Leap Theory LLC, a startup that provides analytics technology to financial services clients, has recruited a new law department leader in Richard Gottlieb.
Gottlieb most recently chaired the national consumer financial services practice at Manatt, Phelps & Phillips. He worked out of the law firm’s offices in Chicago and Los Angeles, which Gottlieb left this month to join the management team at Leap Theory in its Silicon Beach headquarters in Santa Monica, Calif. His first day was Jan. 3.
Companies operating in the non-traditional financial services space have been busy in recent months recruiting in-house legal leaders. Fintech startups such as Brex Inc., Chime Financial Inc., and Finco Services Inc., better known as Current, have snapped up lawyers to build out their legal and compliance functions.
Leap Theory said in a press release that Gottlieb will lead its legal and compliance operations, as well as “direct several planned business initiatives” related to consumer lending and other business areas.
“Richard is perhaps the leading lawyer in his field, and we will count on him to build on our already compliance-driven operations,” CEO Morgan Gethers said in a statement. “Richard has tremendous contacts across the financial services industry, and we expect him to lead numerous new business ventures as we continue to expand our operations.”
The company, founded in 2018, paid a $25,000 penalty the following year levied by California’s Department of Business Oversight over referral fees that Leap Theory received for lead generation activities.
Gottlieb said in an email that Manatt didn’t represent Leap Theory in 2019. The company already has a legal and compliance department, including corporate counsel Christine Lee and compliance director Kamron King, as well as an assistant, which Gottlieb will now lead, he said.
In a series of posts to LinkedIn, Gottlieb disclosed that Los Angeles-based Manatt partner Scott Pearson—who joined the firm in 2019 from Ballard Spahr—has succeeded him as head of the firm’s consumer financial services practice.
During his time in private practice, Gottlieb specialized in handling class actions and civil litigation for banks and mortgage service providers.
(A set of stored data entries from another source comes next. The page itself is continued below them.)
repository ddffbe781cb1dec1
//! Route matching logic.
//!
//! # Responsibilities
//! - Select the route whose endpoint is the longest literal prefix of the path
//! - Report an explicit no-match when nothing qualifies
//!
//! # Design Decisions
//! - Path matching is case-sensitive and byte-wise
//! - Empty endpoint = always matches (catch-all, lowest priority)
//! - Equal-length endpoints: the last one in iteration order wins

use crate::routing::route::Route;

/// Find the most specific route for `path`.
pub fn find_route<'a>(routes: &'a [Route], path: &str) -> Option<&'a Route> {
    let mut best: Option<&Route> = None;

    for route in routes {
        if !path.starts_with(route.endpoint.as_str()) {
            continue;
        }
        match best {
            Some(current) if route.endpoint.len() < current.endpoint.len() => {}
            _ => best = Some(route),
        }
    }

    best
}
Among his many financial services clients over the years were PNC Bank NA, Citicorp Credit Services Inc., and the Independent National Mortgage Corp., a now-defunct bank better known as IndyMac that collapsed at the start of the 2008 financial crisis.
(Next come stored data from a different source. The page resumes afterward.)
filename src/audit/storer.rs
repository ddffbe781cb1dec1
//! Log storer writing request records through a [`RequestSink`].

use std::sync::Arc;

use async_trait::async_trait;
use bytes::Bytes;

use crate::audit::events::{LogStorer, RequestLog, ResponseLog};
use crate::store::{
    CachedRouteStore, RequestEntry, RequestRecord, RequestSink, ResponseEntry, RouteRecord,
};

/// Stores events subject to the owning route's logging toggles.
pub struct RecordLogStorer {
    routes: Arc<CachedRouteStore>,
    sink: Arc<dyn RequestSink>,
}

impl RecordLogStorer {
    pub fn new(routes: Arc<CachedRouteStore>, sink: Arc<dyn RequestSink>) -> Self {
        Self { routes, sink }
    }

    /// Look up the route and decide whether it records hits at all.
    async fn recording_route(&self, route_id: &str, op: &'static str) -> Option<Arc<RouteRecord>> {
        let route = match self.routes.cached_route_by_id(route_id).await {
            Ok(route) => route,
            Err(e) => {
                tracing::error!(route_id = %route_id, op, error = %e, "Failed to get route by id");
                return None;
            }
        };

        (route.active && route.store_hits).then_some(route)
    }
}

/// Body text to store, or `None` when the body exceeds `max_bytes` (`0` = no cap).
fn capped_body(body: &Bytes, max_bytes: usize) -> Option<String> {
    if max_bytes > 0 && body.len() > max_bytes {
        return None;
    }
    Some(String::from_utf8_lossy(body).into_owned())
}

#[async_trait]
impl LogStorer for RecordLogStorer {
    async fn store_request_log(&self, log: RequestLog) {
        let Some(route) = self.recording_route(&log.route_id, "store_request_log").await else {
            return;
        };

        let body = if route.store_req_body {
            let body = capped_body(&log.body, route.store_req_body_max_bytes);
            if body.is_none() {
                tracing::debug!(
                    request_id = %log.request_id,
                    size = log.body.len(),
                    max = route.store_req_body_max_bytes,
                    "Request body over size cap, not stored"
                );
            }
            body
        } else {
            None
        };

        let entry = RequestEntry {
            request_id: log.request_id.to_string(),
            route_id: log.route_id,
            timestamp: log.timestamp,
            ip: log.ip,
            method: log.method,
            gateway_url: log.gateway_url,
            origin_url: log.origin_url,
            headers: route.store_req_headers.then_some(log.headers),
            body,
        };

        if let Err(e) = self.sink.append(RequestRecord::Request(entry)).await {
            tracing::error!(
                route_id = %route.id,
                request_id = %log.request_id,
                error = %e,
                "Failed to store request log"
            );
        }
    }

    async fn store_response_log(&self, log: ResponseLog) {
        let Some(route) = self.recording_route(&log.route_id, "store_response_log").await else {
            return;
        };

        let body = if route.store_res_body {
            capped_body(&log.body, route.store_res_body_max_bytes)
        } else {
            None
        };

        let entry = ResponseEntry {
            request_id: log.request_id.to_string(),
            route_id: log.route_id,
            timestamp: log.timestamp,
            duration_ms: u64::try_from(log.duration.as_millis()).unwrap_or(u64::MAX),
            status: log.status,
            headers: route.store_res_headers.then_some(log.headers),
            body,
        };

        if let Err(e) = self.sink.append(RequestRecord::Response(entry)).await {
            tracing::error!(
                route_id = %route.id,
                request_id = %log.request_id,
                error = %e,
                "Failed to store response log"
            );
        }
    }
}
//! Request inspection helpers.
//!
//! # Responsibilities
//! - Generate unique request IDs (UUID v4)
//! - Resolve the client IP (X-Forwarded-For, then transport peer)
//! - Reconstruct the gateway-facing and origin-facing URLs
//! - Snapshot headers for logging
//!
//! # Design Decisions
//! - Loopback peers are normalized to `127.0.0.1`
//! - URL reconstruction is string-level and mirrors the path rewriter

use std::collections::BTreeMap;
use std::fmt;
use std::net::{IpAddr, SocketAddr};

use axum::http::{header, request::Parts, HeaderMap};
use thiserror::Error;
use uuid::Uuid;

use crate::http::headers::X_FORWARDED_FOR;
use crate::routing::slash::{remove_all_leading_slashes, remove_all_trailing_slashes};
use crate::routing::{gateway_to_origin_path, Route};

/// Header name → every value, with names in lowercase.
pub type CapturedHeaders = BTreeMap<String, Vec<String>>;

/// Unique identifier of one proxied transaction.
#[derive(Debug, Clone, Copy, PartialEq, Eq, Hash)]
pub struct RequestId(Uuid);

impl RequestId {
    pub fn new() -> Self {
        Self(Uuid::new_v4())
    }
}

impl Default for RequestId {
    fn default() -> Self {
        Self::new()
    }
}

impl fmt::Display for RequestId {
    fn fmt(&self, f: &mut fmt::Formatter<'_>) -> fmt::Result {
        self.0.fmt(f)
    }
}

#[derive(Debug, Error, PartialEq, Eq)]
pub enum ClientIpError {
    #[error("IP not found")]
    NotFound,
}

/// Resolve the client IP for a request.
///
/// The first `X-Forwarded-For` entry wins when it parses as an IP; otherwise the
/// transport peer address is used, with loopback normalized to `127.0.0.1`.
pub fn client_ip(headers: &HeaderMap, remote: Option<SocketAddr>) -> Result<String, ClientIpError> {
    let forwarded = headers
        .get(X_FORWARDED_FOR)
        .and_then(|v| v.to_str().ok())
        .and_then(|v| v.split(',').next())
        .and_then(|first| first.trim().parse::<IpAddr>().ok());
    if let Some(ip) = forwarded {
        return Ok(ip.to_canonical().to_string());
    }

    let ip = remote.ok_or(ClientIpError::NotFound)?.ip().to_canonical();
    if ip.is_loopback() {
        return Ok("127.0.0.1".to_string());
    }
    Ok(ip.to_string())
}

/// Copy every header into an owned multi-map. Non UTF-8 values are converted lossily.
pub fn clone_header_map(headers: &HeaderMap) -> CapturedHeaders {
    let mut cloned = CapturedHeaders::new();
    for (name, value) in headers {
        cloned
            .entry(name.as_str().to_string())
            .or_default()
            .push(String::from_utf8_lossy(value.as_bytes()).into_owned());
    }
    cloned
}

/// The parts of an inbound request URL needed to rebuild it.
#[derive(Debug, Clone, Copy, Default)]
pub struct RequestTarget<'a> {
    pub scheme: Option<&'a str>,
    pub host: &'a str,
    pub path: &'a str,
    pub query: Option<&'a str>,
    pub fragment: Option<&'a str>,
}

impl<'a> RequestTarget<'a> {
    /// Read the target from request parts. The authority of an absolute-form
    /// URI takes precedence over the `Host` header.
    pub fn from_parts(parts: &'a Parts) -> Self {
        let host = parts
            .uri
            .authority()
            .map(|a| a.as_str())
            .or_else(|| parts.headers.get(header::HOST).and_then(|h| h.to_str().ok()))
            .unwrap_or_default();

        Self {
            scheme: parts.uri.scheme_str(),
            host,
            path: parts.uri.path(),
            query: parts.uri.query(),
            fragment: None,
        }
    }
}

/// URLs of one transaction, as seen from each side of the gateway.
#[derive(Debug, Clone, PartialEq, Eq)]
pub struct RequestUrls {
    /// URL the client called.
    pub gateway: String,
    /// URL the request is forwarded to, fragment included.
    pub origin: String,
    /// `origin` without the fragment, suitable for the upstream call.
    pub upstream: String,
}

/// Rebuild the gateway-facing and origin-facing URLs for `target` routed by `route`.
pub fn request_urls(target: &RequestTarget<'_>, route: &Route) -> RequestUrls {
    let scheme = target.scheme.filter(|s| !s.is_empty()).unwrap_or("http");
    let gateway_path = remove_all_leading_slashes(target.path);
    let origin_path = gateway_to_origin_path(gateway_path, &route.endpoint);

    let mut gateway = format!("{scheme}://{}", target.host);
    if !gateway_path.is_empty() {
        gateway = format!("{}/{}", remove_all_trailing_slashes(&gateway), gateway_path);
    }

    let mut upstream = route.origin_url.clone();
    if !origin_path.is_empty() {
        upstream = format!("{}/{}", remove_all_trailing_slashes(&upstream), origin_path);
    }

    if let Some(query) = target.query.filter(|q| !q.is_empty()) {
        gateway.push('?');
        gateway.push_str(query);
        upstream.push('?');
        upstream.push_str(query);
    }

    let mut origin = upstream.clone();
    if let Some(fragment) = target.fragment.filter(|f| !f.is_empty()) {
        gateway.push('#');
        gateway.push_str(fragment);
        origin.push('#');
        origin.push_str(fragment);
    }

    RequestUrls {
        gateway,
        origin,
        upstream,
    }
}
The demise of IndyMac, whose assets were subsequently sold off to an investor group led by future Treasury Secretary Steven Mnuchin, saw Gottlieb be retained to represent the company and other similarly situated financial clients in subprime mortgage litigation. At the time, Gottlieb was a partner at Dykema Gossett, where he led a 75-lawyer team as chair of the firm’s financial industry practice.
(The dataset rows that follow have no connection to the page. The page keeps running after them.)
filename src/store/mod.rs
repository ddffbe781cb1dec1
//! Persistence collaborators.
//!
//! # Data Flow
//! ```text
//! Route lookups:
//!     StoreRouteProvider / RecordLogStorer
//!     → routes.rs CachedRouteStore (TTL cache, 5s)
//!     → miss: FileRouteStore (TOML routes file) or MemoryRouteStore
//!
//! Request records:
//!     RecordLogStorer
//!     → requests.rs RequestSink
//!     → JsonlRequestSink (append-only file) or MemoryRequestSink
//! ```
//!
//! # Design Decisions
//! - Storage is reached only through the `RouteStore` and `RequestSink` traits
//! - The routes file is re-read on cache miss, so edits apply within one TTL
//! - Retention of stored records is handled outside the gateway

pub mod records;
pub mod requests;
pub mod routes;

pub use records::{RequestEntry, RequestRecord, ResponseEntry, RouteRecord};
pub use requests::{JsonlRequestSink, MemoryRequestSink, RequestSink};
pub use routes::{CachedRouteStore, CachedRoutes, FileRouteStore, MemoryRouteStore, RouteStore};

use thiserror::Error;

/// Errors raised by storage backends.
#[derive(Debug, Error)]
pub enum StoreError {
    #[error("IO error: {0}")]
    Io(#[from] std::io::Error),

    #[error("Parse error: {0}")]
    Parse(#[from] toml::de::Error),

    #[error("Serialization error: {0}")]
    Serialize(#[from] serde_json::Error),

    #[error("Route not found: {0}")]
    RouteNotFound(String),
}
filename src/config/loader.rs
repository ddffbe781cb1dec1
//! Configuration loading from disk.

use std::fs;
use std::path::Path;

use thiserror::Error;

use crate::config::schema::GatewayConfig;
use crate::config::validation::{validate_config, ValidationError};

/// Error type for configuration loading.
#[derive(Debug, Error)]
pub enum ConfigError {
    #[error("IO error: {0}")]
    Io(#[from] std::io::Error),

    #[error("Parse error: {0}")]
    Parse(#[from] toml::de::Error),

    #[error("Validation failed: {}", join(.0))]
    Validation(Vec<ValidationError>),
}

fn join(errors: &[ValidationError]) -> String {
    errors
        .iter()
        .map(ToString::to_string)
        .collect::<Vec<_>>()
        .join(", ")
}

/// Load and validate configuration from a TOML file.
pub fn load_config(path: &Path) -> Result<GatewayConfig, ConfigError> {
    let content = fs::read_to_string(path)?;
    parse_config(&content)
}

/// Parse and validate configuration text.
pub fn parse_config(content: &str) -> Result<GatewayConfig, ConfigError> {
    let config: GatewayConfig = toml::from_str(content)?;
    validate_config(&config).map_err(ConfigError::Validation)?;
    Ok(config)
}
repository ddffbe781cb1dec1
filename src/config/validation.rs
//! Configuration validation.
//!
//! # Responsibilities
//! - Semantic validation (serde handles syntactic)
//! - Validate addresses and value ranges
//!
//! # Design Decisions
//! - Returns all validation errors, not just first
//! - Validation is a pure function: GatewayConfig → Result<(), Vec<ValidationError>>

use std::net::SocketAddr;

use thiserror::Error;

use crate::config::schema::GatewayConfig;

#[derive(Debug, Clone, PartialEq, Eq, Error)]
pub enum ValidationError {
    #[error("{field}: invalid socket address {value:?}")]
    InvalidAddress { field: &'static str, value: String },

    #[error("{field} must be greater than zero")]
    Zero { field: &'static str },

    #[error("{field} must not be empty")]
    Empty { field: &'static str },

    #[error("{field} must be at most {max}")]
    TooLarge { field: &'static str, max: u64 },
}

/// Upper bound for cache durations, in seconds (one day).
pub const MAX_CACHE_SECS: u64 = 24 * 60 * 60;

pub fn validate_config(config: &GatewayConfig) -> Result<(), Vec<ValidationError>> {
    let mut errors = Vec::new();

    check_address(&mut errors, "listener.bind_address", &config.listener.bind_address);
    if config.observability.metrics_enabled {
        check_address(
            &mut errors,
            "observability.metrics_address",
            &config.observability.metrics_address,
        );
    }

    check_cache_secs(&mut errors, "cache.sweep_interval_secs", config.cache.sweep_interval_secs);
    check_cache_secs(&mut errors, "cache.route_ttl_secs", config.cache.route_ttl_secs);

    if config.storage.routes_path.trim().is_empty() {
        errors.push(ValidationError::Empty { field: "storage.routes_path" });
    }
    if config.storage.requests_path.trim().is_empty() {
        errors.push(ValidationError::Empty { field: "storage.requests_path" });
    }

    if errors.is_empty() {
        Ok(())
    } else {
        Err(errors)
    }
}

fn check_cache_secs(errors: &mut Vec<ValidationError>, field: &'static str, value: u64) {
    if value == 0 {
        errors.push(ValidationError::Zero { field });
    } else if value > MAX_CACHE_SECS {
        errors.push(ValidationError::TooLarge {
            field,
            max: MAX_CACHE_SECS,
        });
    }
}

fn check_address(errors: &mut Vec<ValidationError>, field: &'static str, value: &str) {
    if value.parse::<SocketAddr>().is_err() {
        errors.push(ValidationError::InvalidAddress {
            field,
            value: value.to_string(),
        });
    }
}
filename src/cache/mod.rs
//! Short-lived caching subsystem.
//!
//! # Data Flow
//! ```text
//! lookup(key)
//!     → ttl.rs (single-lock map, lazy eviction on read)
//!     → hit: return stored handle
//!     → miss: caller fetches from storage and calls set(key, value, ttl)
//!
//! Background:
//!     sweeper task wakes every sweep interval
//!     → removes every expired entry
//!     → exits on shutdown broadcast
//! ```
//!
//! # Design Decisions
//! - One owned instance built at startup, shared via clone (inner `Arc`)
//! - Values are typed per cache; no runtime casts
//! - Expired entries are bounded in memory to one sweep interval

pub mod ttl;

pub use ttl::{TtlCache, DEFAULT_SWEEP_INTERVAL};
Gottlieb left Dykema in 2013 to join Buckley, a financial services boutique where he spent nearly three years before becoming an equity partner at Manatt in 2016. He handled litigation, regulatory enforcement, and transactional matters for the West Coast firm, which Gottlieb helped expand into Chicago.
He’s the latest financial services lawyer to leave private practice behind for a legal leadership job in the fintech world.
Bloomberg Law reported last month on newly public online brokerage TradeZero Holding Corp. hiring former Clear Street LLC general counsel Andrew Koslow for the same in-house position.
Clear Street, a New York-based fintech platform for trading software, has hired former Cantor Fitzgerald LP assistant general counsel Scott Gutmanstein to succeed him as general counsel. Clear Street also brought on former Goulston & Storrs corporate partner Kenneth Sicklick last year to be its chief legal officer.